Мишель неожиданно рассмеялся. Сперва тихо, почти беззвучно, а потом – в голос.
– За-го-вор-щик?! – едва сумел выговорить он. – Поль, да какой же ты заговорщик?! Да если б не я… если бы не я… далеко бы ты ускакал?… на своей хромой ноге?! Ты – со-чи-ни-тель, Поль! Со-чи-ни-тель! Как Карамзин или Пушкин! Или как вот… господин Рылеев, – Мишель неожиданно вырвал свои пальцы из рук Сергея, вскочил, ударился головой о низкий потолок, но словно не заметил этого. Смех по-прежнему разбирал его, но он старался сдерживаться. Хотя бы для того, чтобы успеть сказать все…

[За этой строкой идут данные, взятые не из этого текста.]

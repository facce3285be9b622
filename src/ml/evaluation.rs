//! 検証バッチの予測レポート
//!
//! 検証用ストリームを先頭から読み直し、バッチ上限に達するまで
//! 予測結果を `ReportSink` へ渡します。

use anyhow::Result;
use burn::tensor::backend::Backend;
use std::path::PathBuf;
use tracing::info;

use crate::dataset::{BatchStream, LabelSet};
use crate::ml::TransferClassifier;

/// 描画するバッチ数の上限
#[derive(Debug, Clone, Copy, PartialEq, Eq)]
pub enum BatchLimit {
    /// 指定数のバッチで打ち切る
    Limited(usize),
    /// 全バッチを処理する
    Unbounded,
}

impl Default for BatchLimit {
    fn default() -> Self {
        BatchLimit::Limited(2)
    }
}

impl BatchLimit {
    pub fn from_option(limit: Option<usize>) -> Self {
        limit.map(BatchLimit::Limited).unwrap_or(BatchLimit::Unbounded)
    }
}

impl std::fmt::Display for BatchLimit {
    fn fmt(&self, f: &mut std::fmt::Formatter<'_>) -> std::fmt::Result {
        match self {
            BatchLimit::Limited(n) => write!(f, "{}バッチ", n),
            BatchLimit::Unbounded => write!(f, "全バッチ"),
        }
    }
}

/// 1サンプルの予測結果
#[derive(Debug, Clone, PartialEq)]
pub struct Prediction {
    pub path: PathBuf,
    pub predicted: usize,
    pub actual: usize,
    /// 予測クラスの確率
    pub confidence: f32,
}

impl Prediction {
    pub fn is_correct(&self) -> bool {
        self.predicted == self.actual
    }
}

/// 1バッチ分のレポート
#[derive(Debug, Clone)]
pub struct BatchReport {
    pub batch_index: usize,
    pub predictions: Vec<Prediction>,
}

impl BatchReport {
    pub fn correct(&self) -> usize {
        self.predictions.iter().filter(|p| p.is_correct()).count()
    }
}

/// レポートの出力先
pub trait ReportSink {
    fn render(&mut self, report: &BatchReport, labels: &LabelSet) -> Result<()>;
}

/// レポート全体の集計
#[derive(Debug, Clone, Default, PartialEq, Eq)]
pub struct ReportSummary {
    pub batches_rendered: usize,
    pub samples: usize,
    pub correct: usize,
}

impl ReportSummary {
    pub fn accuracy(&self) -> f64 {
        if self.samples == 0 {
            0.0
        } else {
            self.correct as f64 / self.samples as f64
        }
    }
}

/// 上限判定の状態（UnderLimit -> Stopped の一方向のみ）
#[derive(Debug, Clone, Copy, PartialEq, Eq)]
enum LoopState {
    UnderLimit { rendered: usize },
    Stopped,
}

impl LoopState {
    fn after_render(self, limit: BatchLimit) -> Self {
        match (self, limit) {
            (LoopState::UnderLimit { rendered }, BatchLimit::Limited(max)) if rendered + 1 >= max => {
                LoopState::Stopped
            }
            (LoopState::UnderLimit { rendered }, _) => LoopState::UnderLimit {
                rendered: rendered + 1,
            },
            (LoopState::Stopped, _) => LoopState::Stopped,
        }
    }

    fn initial(limit: BatchLimit) -> Self {
        match limit {
            BatchLimit::Limited(0) => LoopState::Stopped,
            _ => LoopState::UnderLimit { rendered: 0 },
        }
    }
}

/// 検証バッチの予測を上限まで描画
pub fn run_report<B: Backend>(
    model: &TransferClassifier<B>,
    validation: &BatchStream,
    labels: &LabelSet,
    limit: BatchLimit,
    sink: &mut dyn ReportSink,
    device: &B::Device,
) -> Result<ReportSummary> {
    anyhow::ensure!(
        validation.num_classes() == labels.len(),
        "ラベル数({})とストリームのクラス数({})が一致しません",
        labels.len(),
        validation.num_classes()
    );

    let mut summary = ReportSummary::default();
    let mut state = LoopState::initial(limit);
    let mut batches = validation.iter().enumerate();

    while let LoopState::UnderLimit { .. } = state {
        let Some((batch_index, batch)) = batches.next() else {
            break;
        };
        let batch = batch?;
        let paths: Vec<PathBuf> = batch.items.iter().map(|item| item.path.clone()).collect();
        let tensors = batch.to_tensors::<B>(labels.len(), device);

        let (predicted, probabilities) = model.predict(tensors.images);
        let actual = tensors.labels.argmax(1);

        let predicted: Vec<i64> = predicted.into_data().iter::<i64>().collect();
        let actual: Vec<i64> = actual.into_data().iter::<i64>().collect();
        let probabilities: Vec<f32> = probabilities.into_data().iter::<f32>().collect();

        let predictions: Vec<Prediction> = paths
            .into_iter()
            .enumerate()
            .map(|(i, path)| {
                let predicted = predicted[i] as usize;
                Prediction {
                    path,
                    predicted,
                    actual: actual[i] as usize,
                    confidence: probabilities[i * labels.len() + predicted],
                }
            })
            .collect();

        let report = BatchReport {
            batch_index,
            predictions,
        };
        sink.render(&report, labels)?;

        summary.batches_rendered += 1;
        summary.samples += report.predictions.len();
        summary.correct += report.correct();
        state = state.after_render(limit);
    }

    info!(
        "予測レポート: {} バッチ / {} 枚 / 正解率 {:.2}% (上限: {})",
        summary.batches_rendered,
        summary.samples,
        summary.accuracy() * 100.0,
        limit
    );

    Ok(summary)
}

#[cfg(test)]
mod tests {
    use super::*;
    use crate::dataset::{SplitConfig, SplitLoader};
    use crate::ml::{ExtractorConfig, TransferModelConfig};
    use crate::test_support::write_dataset;
    use burn::backend::NdArray;

    #[derive(Default)]
    struct CountingSink {
        reports: Vec<BatchReport>,
    }

    impl ReportSink for CountingSink {
        fn render(&mut self, report: &BatchReport, _labels: &LabelSet) -> Result<()> {
            self.reports.push(report.clone());
            Ok(())
        }
    }

    /// 検証用に12枚（バッチサイズ4で3バッチ）
    fn setup(dir: &std::path::Path) -> (BatchStream, LabelSet, TransferClassifier<NdArray>) {
        write_dataset(dir, &[("A", 10), ("B", 10)], 16);
        let labels = LabelSet::discover(dir).unwrap();
        let config = SplitConfig {
            batch_size: 4,
            image_size: 16,
            seed: 11,
            validation_fraction: 0.6,
        };
        let (_, validation) = SplitLoader::new(dir, &labels, config).load().unwrap();
        assert_eq!(validation.batches_per_pass(), 3);

        let model = TransferModelConfig::new(
            labels.len(),
            ExtractorConfig::new()
                .with_input_size(16)
                .with_base_channels(4)
                .with_num_blocks(2),
        )
        .init::<NdArray>(&Default::default());
        (validation, labels, model)
    }

    #[test]
    fn test_limit_two_of_three_batches() {
        let dir = tempfile::tempdir().unwrap();
        let (validation, labels, model) = setup(dir.path());
        let mut sink = CountingSink::default();

        let summary = run_report(
            &model,
            &validation,
            &labels,
            BatchLimit::default(),
            &mut sink,
            &Default::default(),
        )
        .unwrap();

        assert_eq!(summary.batches_rendered, 2);
        assert_eq!(sink.reports.len(), 2);
        assert_eq!(summary.samples, 8);
        assert_eq!(sink.reports[1].batch_index, 1);
    }

    #[test]
    fn test_unbounded_covers_every_batch() {
        let dir = tempfile::tempdir().unwrap();
        let (validation, labels, model) = setup(dir.path());
        let mut sink = CountingSink::default();

        let summary = run_report(
            &model,
            &validation,
            &labels,
            BatchLimit::Unbounded,
            &mut sink,
            &Default::default(),
        )
        .unwrap();

        assert_eq!(summary.batches_rendered, 3);
        assert_eq!(summary.samples, validation.len());
        for report in &sink.reports {
            for prediction in &report.predictions {
                assert!(prediction.predicted < labels.len());
                assert!(prediction.actual < labels.len());
                assert!((0.0..=1.0).contains(&prediction.confidence));
            }
        }
    }

    #[test]
    fn test_limit_larger_than_stream_stops_at_end() {
        let dir = tempfile::tempdir().unwrap();
        let (validation, labels, model) = setup(dir.path());
        let mut sink = CountingSink::default();

        let summary = run_report(
            &model,
            &validation,
            &labels,
            BatchLimit::Limited(10),
            &mut sink,
            &Default::default(),
        )
        .unwrap();
        assert_eq!(summary.batches_rendered, 3);
    }

    #[test]
    fn test_loop_state_transitions() {
        let limit = BatchLimit::Limited(2);
        let state = LoopState::initial(limit);
        assert_eq!(state, LoopState::UnderLimit { rendered: 0 });
        let state = state.after_render(limit);
        assert_eq!(state, LoopState::UnderLimit { rendered: 1 });
        let state = state.after_render(limit);
        assert_eq!(state, LoopState::Stopped);
        assert_eq!(state.after_render(limit), LoopState::Stopped);

        assert_eq!(LoopState::initial(BatchLimit::Limited(0)), LoopState::Stopped);
    }

    #[test]
    fn test_batch_limit_from_option() {
        assert_eq!(BatchLimit::from_option(Some(3)), BatchLimit::Limited(3));
        assert_eq!(BatchLimit::from_option(None), BatchLimit::Unbounded);
    }
}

Его длинный, как пистолетное дуло, указательный палец, сверкал в тусклом сумраке.
– Ты – сочинитель, Поль! Вы, Рылеев – пиит, я читал стихи… я знаю. Наизусть знаю даже, – он наморщил лоб, – нет, забыл… хотя Пушкин получше вас пишет, не обижайтесь… Вы, Каховский – вы, – палец задрожал, – вы графа Милорадовича убили, ведь так?
Каховский откликнулся нехотя, как сквозь дрему.
– Может и убил… Сам не знаю. Должно быть так.
– А может и не так? Что молчите? Может, и не вы убили, а кто-то другой? И вы его сейчас покрываете?! – Мишель подскочил к Каховскому, упал возле него на колени, схватил за руки. – Да?! Так?!
– Никого я не покрываю, – Каховский отдернул руку, – никого! Я убил, отстаньте!
– Если вы убили – значит, только вас и нужно казнить, – неожиданно тихо и очень спокойно произнес Мишель, – вас… и меня. А их… не надобно…
Он сел на пол, рядом с Каховским, не замечая своей наготы. Толкнул его локтем в бок, тот отодвинулся. Мишель вновь начал указывать пальцем на остальных.
– Посмотрите, вот Пестель – сочинитель, он «Русскую правду» написал. Уйму бумаги и чернил извел, мечтая сделать любезное Отечество счастливым. Потому что Отечество – это единственное, что он любит. И правильно делает; Отечество любить легко – оно никуда не исчезнет, не умрет – это вам не человек!.. – Мишель неожиданно прервал свой монолог, поднес руку ко лбу, судорожно вздохнул и продолжил, указывая пальцем на Рылеева.
– Вы, Кондратий Федорович – пиит… И я знаю, что вы только от сочинительства и получали удовольствие… Может, если бы лучше писали – не стали бы заговоры составлять?!
Рылеев молчал, он смотрел куда-то вверх, на земляной потолок. Губы его шевелились.
– Сочиняете? – Мишель понизил голос до шепота, но Рылеев его услышал.
– Нет, – ответил он нехотя, – старое вспоминаю. Может и невеликие стихи, а сбылись…
Он вновь погрузился в себя, словно не желал слышать ничего, кроме того, что звучало в нем самом.
Палец Мишеля вновь поднялся, перелетел от Рылеева к Сергею, вздрогнул, остановился. Он наклонился к Каховскому, зашептал – быстро, сбивчиво.